I talebani hanno sequestrato un ragazzo omosessuale, lo scorso ferragosto, uccidendolo e facendolo poi a pezzi. Quanto si temeva, sul massacro di persone Lgbt+ nel paese mediorientale, sta purtroppo cominciando a concretizzarsi. Tutto è cominciato in un ristorante, dove la vittima cenava insieme al suo compagno che si fa chiamare con lo pseudonimo Gabir, per proteggere la sua identità. I due, dopo la presa di Kabul da parte degli integralisti islamici, sono fuggiti per tornare a casa. Ma quando uno dei due ha provato a chiamare l’altro, non è riuscito a raggiungerlo. Fino alla drammatica scoperta. La vittima è stata catturata dai miliziani e uccisa. E non solo. Il suo corpo è stato smembrato ed esposto pubblicamente. A riportarlo, il sito di informazione PinkNews.

La ferocia dei talebani sul ragazzo

Secondo quanto ha potuto ricostruire Gabir, «sono arrivate due auto, con dei talebani a bordo». Quindi hanno chiesto al ragazzo di dirgli dove fosse casa sua e hanno cominciato a picchiarlo. Dopo, l’uccisione. «In seguito hanno detto di aver riportato il corpo e di averlo tagliato a pezzi per mostrare alla gente che questo è ciò che facciamo con le persone gay». La coppia stava insieme da otto mesi, dopo essersi incontrati all’università. Avevano intenzione di lasciare l’Afghanistan per poi sposarsi. Come riporta ancora PinkNews, «dopo la terribile morte del giovane, Gabir non ha nemmeno avuto il tempo di piangere, poiché si nasconde e teme per la propria vita».

L’appello di Gabir

Gabir ha anche detto di aver subito minacce e telefonate anonime. «So che sei gay, prima di prendere Kabul sapevamo tutto di te.
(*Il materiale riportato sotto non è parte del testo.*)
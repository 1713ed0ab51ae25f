//! Process-wide logging bootstrap.
//!
//! # Responsibility
//! - Start the `flexi_logger` backend once, writing rotated files or stderr.
//! - Capture panics as log events before the default hook runs.
//!
//! # Invariants
//! - Repeating `init_logging` with identical settings is a no-op.
//! - Any attempt to change level or sink after start is rejected.
//! - Initialization never panics.

use flexi_logger::{Cleanup, Criterion, FileSpec, Logger, LoggerHandle, Naming, WriteMode};
use log::{error, info};
use once_cell::sync::OnceCell;
use std::path::{Path, PathBuf};

const LOG_FILE_BASENAME: &str = "coldstore";
const ROTATE_AT_BYTES: u64 = 8 * 1024 * 1024;
const KEPT_LOG_FILES: usize = 4;
const PANIC_PAYLOAD_LIMIT: usize = 200;

static ACTIVE: OnceCell<ActiveLogger> = OnceCell::new();

/// Where log records go.
#[derive(Debug, Clone, PartialEq, Eq)]
pub enum LogSink {
    /// Rotated files under an absolute directory.
    Directory(PathBuf),
    Stderr,
}

impl LogSink {
    fn describe(&self) -> String {
        match self {
            Self::Directory(dir) => dir.display().to_string(),
            Self::Stderr => "stderr".to_string(),
        }
    }
}

struct ActiveLogger {
    level: &'static str,
    sink: LogSink,
    _handle: LoggerHandle,
}

/// Starts file logging under `log_dir` at `level`.
///
/// # Errors
/// - Unknown level, blank or relative directory.
/// - Directory creation or backend start failure.
/// - Logging already active with a different level or directory.
pub fn init_logging(level: &str, log_dir: &str) -> Result<(), String> {
    let sink = LogSink::Directory(parse_log_dir(log_dir)?);
    start(parse_level(level)?, sink)
}

/// Starts logging to stderr, used by the CLI when no directory is given.
pub fn init_stderr_logging(level: &str) -> Result<(), String> {
    start(parse_level(level)?, LogSink::Stderr)
}

/// Returns `(level, sink)` of the active logger, or `None` before start.
pub fn logging_status() -> Option<(&'static str, LogSink)> {
    ACTIVE.get().map(|active| (active.level, active.sink.clone()))
}

/// `debug` for debug builds, `info` otherwise.
pub fn default_log_level() -> &'static str {
    if cfg!(debug_assertions) {
        "debug"
    } else {
        "info"
    }
}

fn start(level: &'static str, sink: LogSink) -> Result<(), String> {
    let active = ACTIVE.get_or_try_init(|| spawn_logger(level, sink.clone()))?;

    if active.sink != sink {
        return Err(format!(
            "logging already writes to `{}`; cannot switch to `{}`",
            active.sink.describe(),
            sink.describe()
        ));
    }
    if active.level != level {
        return Err(format!(
            "logging already runs at `{}`; cannot switch to `{level}`",
            active.level
        ));
    }
    Ok(())
}

fn spawn_logger(level: &'static str, sink: LogSink) -> Result<ActiveLogger, String> {
    let logger = Logger::try_with_str(level)
        .map_err(|err| format!("invalid log level `{level}`: {err}"))?;

    let logger = match &sink {
        LogSink::Directory(dir) => {
            std::fs::create_dir_all(dir)
                .map_err(|err| format!("cannot create log directory `{}`: {err}", dir.display()))?;
            logger
                .log_to_file(
                    FileSpec::default()
                        .directory(dir.as_path())
                        .basename(LOG_FILE_BASENAME),
                )
                .rotate(
                    Criterion::Size(ROTATE_AT_BYTES),
                    Naming::Numbers,
                    Cleanup::KeepLogFiles(KEPT_LOG_FILES),
                )
                .write_mode(WriteMode::BufferAndFlush)
                .append()
                .format_for_files(flexi_logger::detailed_format)
        }
        LogSink::Stderr => logger.log_to_stderr(),
    };

    let handle = logger
        .start()
        .map_err(|err| format!("failed to start logger: {err}"))?;

    hook_panics();
    info!(
        "event=logging_start module=core status=ok level={} sink={} version={}",
        level,
        sink.describe(),
        env!("CARGO_PKG_VERSION")
    );

    Ok(ActiveLogger {
        level,
        sink,
        _handle: handle,
    })
}

fn parse_level(level: &str) -> Result<&'static str, String> {
    match level.trim().to_ascii_lowercase().as_str() {
        "trace" => Ok("trace"),
        "debug" => Ok("debug"),
        "info" => Ok("info"),
        "warn" | "warning" => Ok("warn"),
        "error" => Ok("error"),
        other => Err(format!(
            "unsupported log level `{other}`; expected trace|debug|info|warn|error"
        )),
    }
}

fn parse_log_dir(log_dir: &str) -> Result<PathBuf, String> {
    let trimmed = log_dir.trim();
    if trimmed.is_empty() {
        return Err("log directory must not be empty".to_string());
    }
    let path = Path::new(trimmed);
    if !path.is_absolute() {
        return Err(format!("log directory must be absolute, got `{trimmed}`"));
    }
    Ok(path.to_path_buf())
}

// Called only from inside the `ACTIVE` initializer, so it runs at most once.
fn hook_panics() {
    let previous = std::panic::take_hook();
    std::panic::set_hook(Box::new(move |panic_info| {
        let location = panic_info
            .location()
            .map(|loc| format!("{}:{}", loc.file(), loc.line()))
            .unwrap_or_else(|| "unknown".to_string());
        let payload = panic_info
            .payload()
            .downcast_ref::<&str>()
            .map(|message| (*message).to_string())
            .or_else(|| panic_info.payload().downcast_ref::<String>().cloned())
            .unwrap_or_else(|| "non-string panic payload".to_string());
        error!(
            "event=panic_captured module=core status=error location={} payload={}",
            location,
            single_line(&payload, PANIC_PAYLOAD_LIMIT)
        );
        previous(panic_info);
    }));
}

fn single_line(value: &str, max_chars: usize) -> String {
    let flattened = value.replace(['\n', '\r'], " ");
    let mut clipped: String = flattened.chars().take(max_chars).collect();
    if flattened.chars().count() > max_chars {
        clipped.push_str("...");
    }
    clipped
}
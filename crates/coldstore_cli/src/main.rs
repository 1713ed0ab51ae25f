//! `coldstore` command-line entry point.
//!
//! # Responsibility
//! - Open a database file and run one cold storage operation against it.
//! - Map service errors to a stable `error[<code>]` line and exit status 1.

mod args;

use args::{Cli, Command};
use clap::Parser;
use coldstore_core::db::open_db;
use coldstore_core::{
    default_log_level, init_logging, init_stderr_logging, AllocationConfig, CoolingService,
    SampleKind, ServiceError,
};
use std::process::ExitCode;

fn main() -> ExitCode {
    let cli = Cli::parse();

    let level = cli.log_level.as_deref().unwrap_or(default_log_level());
    let logging = match cli.log_dir.as_deref() {
        Some(dir) => init_logging(level, dir),
        None => init_stderr_logging(level),
    };
    if let Err(message) = logging {
        eprintln!("error[logging]: {message}");
        return ExitCode::FAILURE;
    }

    let config = AllocationConfig {
        grace_days: cli.grace_days,
        horizon_policy: cli.horizon_policy,
    };

    let mut conn = match open_db(&cli.db) {
        Ok(conn) => conn,
        Err(err) => {
            eprintln!("error[db_open]: {err}");
            return ExitCode::FAILURE;
        }
    };

    match run(&mut conn, config, cli.command) {
        Ok(()) => ExitCode::SUCCESS,
        Err(err) => {
            eprintln!("error[{}]: {err}", err.kind().code());
            ExitCode::FAILURE
        }
    }
}

fn run(
    conn: &mut rusqlite::Connection,
    config: AllocationConfig,
    command: Command,
) -> Result<(), ServiceError> {
    let mut service = CoolingService::try_new(conn, config)?;

    match command {
        Command::Kinds => {
            for label in service.list_sample_kind_labels()? {
                println!("{label}");
            }
        }
        Command::AddKind { id, label, days } => {
            service.register_sample_kind(&SampleKind {
                id,
                label,
                valid_days: days,
            })?;
            println!("sample kind {id} registered");
        }
        Command::CreateSample { id, kind, on } => {
            let sample = match on {
                Some(date) => service.create_sample_on(id, kind, date)?,
                None => service.create_sample(id, kind)?,
            };
            println!("sample {} expires {}", sample.id, sample.expiration_date);
        }
        Command::ShowSample { id } => {
            let sample = service.find_sample_by_id(id)?;
            let location = match service.find_placement(id)? {
                Some(placement) => {
                    format!("tray {} place {}", placement.tray_id, placement.place_no)
                }
                None => "unplaced".to_string(),
            };
            println!(
                "sample {} kind {} expires {} ({location})",
                sample.id, sample.kind_id, sample.expiration_date
            );
        }
        Command::Allocate { sample, diameter } => {
            let placement = service.allocate_sample(sample, diameter)?;
            println!(
                "sample {} -> tray {} place {}",
                placement.sample_id, placement.tray_id, placement.place_no
            );
        }
        Command::ClearTray { tray } => {
            let outcome = service.clear_tray(tray)?;
            println!(
                "tray {tray} cleared: {} places, {} samples removed",
                outcome.places_removed, outcome.samples_removed
            );
        }
        Command::ProvisionTray {
            diameter,
            horizon,
            capacity,
        } => {
            let tray = service.provision_tray(diameter, horizon, capacity)?;
            println!("tray {} provisioned with {capacity} places", tray.id);
        }
        Command::Trays => {
            for tray in service.list_trays()? {
                let horizon = tray
                    .horizon
                    .map(|date| date.to_string())
                    .unwrap_or_else(|| "unbounded".to_string());
                println!("{}\tdiameter={}\thorizon={horizon}", tray.id, tray.diameter);
            }
        }
        Command::Places { tray } => {
            for place in service.list_places(tray)? {
                let occupant = place
                    .sample_id
                    .map(|id| id.to_string())
                    .unwrap_or_else(|| "-".to_string());
                println!("{}\t{occupant}", place.place_no);
            }
        }
    }

    Ok(())
}
//! Domain records for cold storage.
//!
//! # Responsibility
//! - Define the records the repository layer translates to and from rows.
//! - Keep the sample/tray link explicit through `Place::sample_id`.
//!
//! # Invariants
//! - A place's `sample_id` is the only mutable link between samples and trays.
//! - A sample occupies at most one place at a time.

pub mod sample;
pub mod tray;
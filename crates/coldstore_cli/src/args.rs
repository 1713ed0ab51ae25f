//! CLI argument definitions using clap.

use chrono::NaiveDate;
use clap::{Parser, Subcommand, ValueHint};
use coldstore_core::{HorizonPolicy, DEFAULT_GRACE_DAYS};
use std::path::PathBuf;

/// Allocate biological samples to refrigerated tray slots.
#[derive(Parser, Debug)]
#[command(name = "coldstore")]
#[command(version, about, long_about = None)]
pub struct Cli {
    /// SQLite database file (created and migrated on first use)
    #[arg(long, value_hint = ValueHint::FilePath)]
    pub db: PathBuf,

    /// Absolute directory for rotated log files (default: stderr)
    #[arg(long, global = true)]
    pub log_dir: Option<String>,

    /// trace|debug|info|warn|error
    #[arg(long, global = true)]
    pub log_level: Option<String>,

    /// Days added to a sample's expiration when a new tray is created
    #[arg(long, global = true, default_value_t = DEFAULT_GRACE_DAYS)]
    pub grace_days: u32,

    /// Tray horizon comparison: inclusive (>=) or strict (>)
    #[arg(long, global = true, default_value = "inclusive")]
    pub horizon_policy: HorizonPolicy,

    #[command(subcommand)]
    pub command: Command,
}

#[derive(Subcommand, Debug)]
pub enum Command {
    /// List sample-kind labels ordered by id
    Kinds,

    /// Register a sample kind
    AddKind {
        id: i64,
        label: String,
        /// Validity period in days
        days: u32,
    },

    /// Register a sample; expiration is creation date + kind validity
    CreateSample {
        id: i64,
        kind: i64,
        /// Creation date (YYYY-MM-DD), defaults to today
        #[arg(long)]
        on: Option<NaiveDate>,
    },

    /// Show a sample and where it is stored
    ShowSample { id: i64 },

    /// Place a sample on a tray of the given diameter
    Allocate { sample: i64, diameter: i64 },

    /// Remove all places of a tray and the samples they hold
    ClearTray { tray: i64 },

    /// Create an empty tray with numbered places
    ProvisionTray {
        diameter: i64,
        /// Capacity in places
        capacity: u32,
        /// Horizon (YYYY-MM-DD); omit for an unbounded tray
        #[arg(long)]
        horizon: Option<NaiveDate>,
    },

    /// List trays
    Trays,

    /// List places of a tray
    Places { tray: i64 },
}
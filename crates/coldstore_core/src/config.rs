//! Allocation engine configuration.
//!
//! # Responsibility
//! - Carry the tunables of tray selection and tray creation.
//! - Reject values that would push tray horizons out of a sane range.
//!
//! # Invariants
//! - `grace_days` never exceeds `MAX_GRACE_DAYS`.

use chrono::NaiveDate;
use serde::{Deserialize, Serialize};
use std::error::Error;
use std::fmt::{Display, Formatter};
use std::str::FromStr;

/// Grace window applied to new trays when nothing else is configured.
pub const DEFAULT_GRACE_DAYS: u32 = 30;

/// Upper bound for the grace window (ten years).
pub const MAX_GRACE_DAYS: u32 = 3650;

/// How a tray horizon is compared with a sample expiration date.
#[derive(Debug, Clone, Copy, Default, PartialEq, Eq, Serialize, Deserialize)]
#[serde(rename_all = "snake_case")]
pub enum HorizonPolicy {
    /// Tray qualifies when `horizon >= expiration`.
    #[default]
    Inclusive,
    /// Tray qualifies only when `horizon > expiration`.
    Strict,
}

impl HorizonPolicy {
    pub fn accepts(self, horizon: NaiveDate, expiration: NaiveDate) -> bool {
        match self {
            Self::Inclusive => horizon >= expiration,
            Self::Strict => horizon > expiration,
        }
    }

    pub fn as_str(self) -> &'static str {
        match self {
            Self::Inclusive => "inclusive",
            Self::Strict => "strict",
        }
    }
}

impl FromStr for HorizonPolicy {
    type Err = ConfigError;

    fn from_str(value: &str) -> Result<Self, Self::Err> {
        match value.trim().to_ascii_lowercase().as_str() {
            "inclusive" | ">=" => Ok(Self::Inclusive),
            "strict" | ">" => Ok(Self::Strict),
            other => Err(ConfigError::UnknownHorizonPolicy(other.to_string())),
        }
    }
}

/// Configuration errors.
#[derive(Debug, Clone, PartialEq, Eq)]
pub enum ConfigError {
    GraceWindowTooLarge(u32),
    /// A zero grace window under `Strict` yields trays that reject their own
    /// first sample.
    ZeroGraceUnderStrictPolicy,
    UnknownHorizonPolicy(String),
}

impl Display for ConfigError {
    fn fmt(&self, f: &mut Formatter<'_>) -> std::fmt::Result {
        match self {
            Self::GraceWindowTooLarge(days) => write!(
                f,
                "grace window of {days} days exceeds maximum of {MAX_GRACE_DAYS}"
            ),
            Self::ZeroGraceUnderStrictPolicy => write!(
                f,
                "strict horizon policy requires a grace window of at least 1 day"
            ),
            Self::UnknownHorizonPolicy(value) => write!(
                f,
                "unknown horizon policy `{value}`; expected inclusive|strict"
            ),
        }
    }
}

impl Error for ConfigError {}

/// Tunables for [`crate::service::cooling_service::CoolingService`].
#[derive(Debug, Clone, Copy, PartialEq, Eq, Serialize, Deserialize)]
#[serde(default)]
pub struct AllocationConfig {
    /// Days added to a sample's expiration date to size a new tray's horizon.
    pub grace_days: u32,
    pub horizon_policy: HorizonPolicy,
}

impl Default for AllocationConfig {
    fn default() -> Self {
        Self {
            grace_days: DEFAULT_GRACE_DAYS,
            horizon_policy: HorizonPolicy::default(),
        }
    }
}

impl AllocationConfig {
    pub fn validate(&self) -> Result<(), ConfigError> {
        if self.grace_days > MAX_GRACE_DAYS {
            return Err(ConfigError::GraceWindowTooLarge(self.grace_days));
        }
        if self.grace_days == 0 && self.horizon_policy == HorizonPolicy::Strict {
            return Err(ConfigError::ZeroGraceUnderStrictPolicy);
        }
        Ok(())
    }
}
Hai tre o quattro amici gay, hai un fidanzato» questi i messaggi arrivati, ha dichiarato ancora. «Una volta che ci saremo stabiliti qui a Kabul, non ti lasceremo vivere. Se ti troviamo, ti uccideremo». Da quel momento per il ragazzo è cominciato il calvario. «Sono sicuro al 100% che morirò. Non c’è speranza per me». E spera nell’aiuto del governo britannico, a cui si appella: «Voglio solo lasciare questo Paese. Non voglio morire. Non voglio che mi uccidano e mi facciano a pezzi come hanno fatto con il mio ragazzo».